• _TASK TO COMPLETE_
Word for word, reproduce every line of the data.

• _RECORDS FOR THE TASK_
■ ■ ■ ■ ■

use chrono::NaiveDate;
use clap::{Args, Parser, Subcommand};
use std::path::PathBuf;

use crate::config::DetectionConfig;

#[derive(Parser)]
#[command(name = "ndvi-pest-scan")]
#[command(about = "Flag fields whose NDVI stays below their multi-year baseline")]
#[command(version)]
pub struct Cli {
    #[command(subcommand)]
    pub command: Commands,

    /// JSON file with detection parameters
    #[arg(short, long, global = true)]
    pub config: Option<PathBuf>,

    /// More log output (-v debug, -vv trace)
    #[arg(short, long, action = clap::ArgAction::Count, global = true)]
    pub verbose: u8,

    #[command(flatten)]
    pub overrides: Overrides,
}

#[derive(Subcommand)]
pub enum Commands {
    /// Run baseline and season analysis for every field
    Detect {
        /// Scene catalog (JSON)
        #[arg(long)]
        catalog: PathBuf,

        /// Field boundaries (GeoJSON)
        #[arg(long)]
        fields: PathBuf,

        /// Report file; stdout when omitted
        #[arg(short, long)]
        output: Option<PathBuf>,

        /// Only report fields flagged for pest damage
        #[arg(long)]
        detected_only: bool,

        /// Write each field's latest-date anomaly raster here
        #[arg(long)]
        anomaly_dir: Option<PathBuf>,

        /// I/O threads for band reading
        #[arg(long)]
        io_threads: Option<usize>,

        /// Memory budget for cached band windows, in MB
        #[arg(long)]
        cache_mb: Option<usize>,
    },

    /// Write each field's baseline NDVI raster to GeoTIFF
    Baseline {
        /// Scene catalog (JSON)
        #[arg(long)]
        catalog: PathBuf,

        /// Field boundaries (GeoJSON)
        #[arg(long)]
        fields: PathBuf,

        /// Output directory
        #[arg(short, long, default_value = ".")]
        output_dir: PathBuf,

        /// Use float32 instead of int16
        #[arg(long)]
        float: bool,

        /// Scaling factor for fixed-point
        #[arg(long, default_value = "10000", value_parser = clap::value_parser!(i32).range(1..))]
        scale_factor: i32,
    },

    /// Print the effective configuration as JSON
    Config,
}

/// Command-line values that replace the ones from the config file.
#[derive(Args, Debug, Default, Clone)]
pub struct Overrides {
    /// Season start (YYYY-MM-DD)
    #[arg(long, global = true)]
    pub season_start: Option<NaiveDate>,

    /// Season end, exclusive (YYYY-MM-DD)
    #[arg(long, global = true)]
    pub season_end: Option<NaiveDate>,

    /// Baseline years (comma separated)
    #[arg(long, value_delimiter = ',', global = true)]
    pub baseline_years: Option<Vec<i32>>,

    /// Max accepted scene cloud percentage
    #[arg(long, global = true)]
    pub cloud_thresh: Option<f32>,

    /// NDVI anomaly threshold (negative)
    #[arg(long, allow_negative_numbers = true, global = true)]
    pub ndvi_threshold: Option<f64>,

    /// Min fraction of pixels below threshold
    #[arg(long, global = true)]
    pub min_frac: Option<f64>,

    /// Consecutive low observations needed
    #[arg(long, global = true)]
    pub consecutive_needed: Option<usize>,

    /// Trailing observations examined
    #[arg(long, global = true)]
    pub recent_window: Option<usize>,
}

impl Overrides {
    pub fn apply(&self, config: &mut DetectionConfig) {
        if let Some(start) = self.season_start {
            config.season_start = start;
        }
        if let Some(end) = self.season_end {
            config.season_end = end;
        }
        if let Some(years) = &self.baseline_years {
            config.baseline_years = years.clone();
        }
        if let Some(cloud) = self.cloud_thresh {
            config.cloud_thresh = cloud;
        }
        if let Some(threshold) = self.ndvi_threshold {
            config.ndvi_anom_threshold = threshold;
        }
        if let Some(min_frac) = self.min_frac {
            config.min_frac = min_frac;
        }
        if let Some(needed) = self.consecutive_needed {
            config.consecutive_needed = needed;
        }
        if let Some(window) = self.recent_window {
            config.recent_window = window;
        }
    }
}
// src/error.rs
use std::path::PathBuf;

use chrono::NaiveDate;
use thiserror::Error;

/// Failures of the imagery or field inputs. Missing pixels are never an error;
/// these are the faults that make a whole field unanalysable.
#[derive(Error, Debug)]
pub enum SourceError {
    #[error("failed to read {path}: {source}")]
    Io {
        path: PathBuf,
        #[source]
        source: std::io::Error,
    },

    #[error("invalid scene catalog {path}: {source}")]
    Catalog {
        path: PathBuf,
        #[source]
        source: serde_json::Error,
    },

    #[error("GDAL error on {path}: {source}")]
    Gdal {
        path: PathBuf,
        #[source]
        source: gdal::errors::GdalError,
    },

    #[error("raster grid mismatch: expected {expected}, found {found}")]
    GridMismatch { expected: String, found: String },

    #[error("invalid field geometry: {0}")]
    Geometry(String),

    #[error("band reader pool stopped before all bands were read")]
    ReaderPool,
}

/// Rejected detection parameters.
#[derive(Error, Debug)]
pub enum ConfigError {
    #[error("failed to read config {path}: {source}")]
    Read {
        path: PathBuf,
        #[source]
        source: std::io::Error,
    },

    #[error("invalid config {path}: {source}")]
    Parse {
        path: PathBuf,
        #[source]
        source: serde_json::Error,
    },

    #[error("season start {start} must be before season end {end}")]
    EmptySeason { start: NaiveDate, end: NaiveDate },

    #[error("at least one baseline year is required")]
    NoBaselineYears,

    #[error("baseline year {0} cannot hold the season's calendar window")]
    InvalidBaselineYear(i32),

    #[error("baseline year {year} overlaps the evaluation season ({start} to {end})")]
    BaselineOverlapsSeason {
        year: i32,
        start: NaiveDate,
        end: NaiveDate,
    },

    #[error("{name} must be at least 1")]
    ZeroCount { name: &'static str },

    #[error("min_frac must lie in [0, 1], got {0}")]
    MinFracOutOfRange(f64),

    #[error("cloud_thresh must lie in (0, 100], got {0}")]
    CloudThreshOutOfRange(f32),
}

■ ■ ■ ■ ■

• _TASK ANSWER_
use chrono::NaiveDate;
use clap::{Args, Parser, Subcommand};
use std::path::PathBuf;

use crate::config::DetectionConfig;

#[derive(Parser)]
#[command(name = "ndvi-pest-scan")]
#[command(about = "Flag fields whose NDVI stays below their multi-year baseline")]
#[command(version)]
pub struct Cli {
    #[command(subcommand)]
    pub command: Commands,

    /// JSON file with detection parameters
    #[arg(short, long, global = true)]
    pub config: Option<PathBuf>,

    /// More log output (-v debug, -vv trace)
    #[arg(short, long, action = clap::ArgAction::Count, global = true)]
    pub verbose: u8,

    #[command(flatten)]
    pub overrides: Overrides,
}

#[derive(Subcommand)]
pub enum Commands {
    /// Run baseline and season analysis for every field
    Detect {
        /// Scene catalog (JSON)
        #[arg(long)]
        catalog: PathBuf,

        /// Field boundaries (GeoJSON)
        #[arg(long)]
        fields: PathBuf,

        /// Report file; stdout when omitted
        #[arg(short, long)]
        output: Option<PathBuf>,

        /// Only report fields flagged for pest damage
        #[arg(long)]
        detected_only: bool,

        /// Write each field's latest-date anomaly raster here
        #[arg(long)]
        anomaly_dir: Option<PathBuf>,

        /// I/O threads for band reading
        #[arg(long)]
        io_threads: Option<usize>,

        /// Memory budget for cached band windows, in MB
        #[arg(long)]
        cache_mb: Option<usize>,
    },

    /// Write each field's baseline NDVI raster to GeoTIFF
    Baseline {
        /// Scene catalog (JSON)
        #[arg(long)]
        catalog: PathBuf,

        /// Field boundaries (GeoJSON)
        #[arg(long)]
        fields: PathBuf,

        /// Output directory
        #[arg(short, long, default_value = ".")]
        output_dir: PathBuf,

        /// Use float32 instead of int16
        #[arg(long)]
        float: bool,

        /// Scaling factor for fixed-point
        #[arg(long, default_value = "10000", value_parser = clap::value_parser!(i32).range(1..))]
        scale_factor: i32,
    },

    /// Print the effective configuration as JSON
    Config,
}

/// Command-line values that replace the ones from the config file.
#[derive(Args, Debug, Default, Clone)]
pub struct Overrides {
    /// Season start (YYYY-MM-DD)
    #[arg(long, global = true)]
    pub season_start: Option<NaiveDate>,

    /// Season end, exclusive (YYYY-MM-DD)
    #[arg(long, global = true)]
    pub season_end: Option<NaiveDate>,

    /// Baseline years (comma separated)
    #[arg(long, value_delimiter = ',', global = true)]
    pub baseline_years: Option<Vec<i32>>,

    /// Max accepted scene cloud percentage
    #[arg(long, global = true)]
    pub cloud_thresh: Option<f32>,

    /// NDVI anomaly threshold (negative)
    #[arg(long, allow_negative_numbers = true, global = true)]
    pub ndvi_threshold: Option<f64>,

    /// Min fraction of pixels below threshold
    #[arg(long, global = true)]
    pub min_frac: Option<f64>,

    /// Consecutive low observations needed
    #[arg(long, global = true)]
    pub consecutive_needed: Option<usize>,

    /// Trailing observations examined
    #[arg(long, global = true)]
    pub recent_window: Option<usize>,
}

impl Overrides {
    pub fn apply(&self, config: &mut DetectionConfig) {
        if let Some(start) = self.season_start {
            config.season_start = start;
        }
        if let Some(end) = self.season_end {
            config.season_end = end;
        }
        if let Some(years) = &self.baseline_years {
            config.baseline_years = years.clone();
        }
        if let Some(cloud) = self.cloud_thresh {
            config.cloud_thresh = cloud;
        }
        if let Some(threshold) = self.ndvi_threshold {
            config.ndvi_anom_threshold = threshold;
        }
        if let Some(min_frac) = self.min_frac {
            config.min_frac = min_frac;
        }
        if let Some(needed) = self.consecutive_needed {
            config.consecutive_needed = needed;
        }
        if let Some(window) = self.recent_window {
            config.recent_window = window;
        }
    }
}
// src/error.rs
use std::path::PathBuf;

use chrono::NaiveDate;
use thiserror::Error;

/// Failures of the imagery or field inputs. Missing pixels are never an error;
/// these are the faults that make a whole field unanalysable.
#[derive(Error, Debug)]
pub enum SourceError {
    #[error("failed to read {path}: {source}")]
    Io {
        path: PathBuf,
        #[source]
        source: std::io::Error,
    },

    #[error("invalid scene catalog {path}: {source}")]
    Catalog {
        path: PathBuf,
        #[source]
        source: serde_json::Error,
    },

    #[error("GDAL error on {path}: {source}")]
    Gdal {
        path: PathBuf,
        #[source]
        source: gdal::errors::GdalError,
    },

    #[error("raster grid mismatch: expected {expected}, found {found}")]
    GridMismatch { expected: String, found: String },

    #[error("invalid field geometry: {0}")]
    Geometry(String),

    #[error("band reader pool stopped before all bands were read")]
    ReaderPool,
}

/// Rejected detection parameters.
#[derive(Error, Debug)]
pub enum ConfigError {
    #[error("failed to read config {path}: {source}")]
    Read {
        path: PathBuf,
        #[source]
        source: std::io::Error,
    },

    #[error("invalid config {path}: {source}")]
    Parse {
        path: PathBuf,
        #[source]
        source: serde_json::Error,
    },

    #[error("season start {start} must be before season end {end}")]
    EmptySeason { start: NaiveDate, end: NaiveDate },

    #[error("at least one baseline year is required")]
    NoBaselineYears,

    #[error("baseline year {0} cannot hold the season's calendar window")]
    InvalidBaselineYear(i32),

    #[error("baseline year {year} overlaps the evaluation season ({start} to {end})")]
    BaselineOverlapsSeason {
        year: i32,
        start: NaiveDate,
        end: NaiveDate,
    },

    #[error("{name} must be at least 1")]
    ZeroCount { name: &'static str },

    #[error("min_frac must lie in [0, 1], got {0}")]
    MinFracOutOfRange(f64),

    #[error("cloud_thresh must lie in (0, 100], got {0}")]
    CloudThreshOutOfRange(f32),
}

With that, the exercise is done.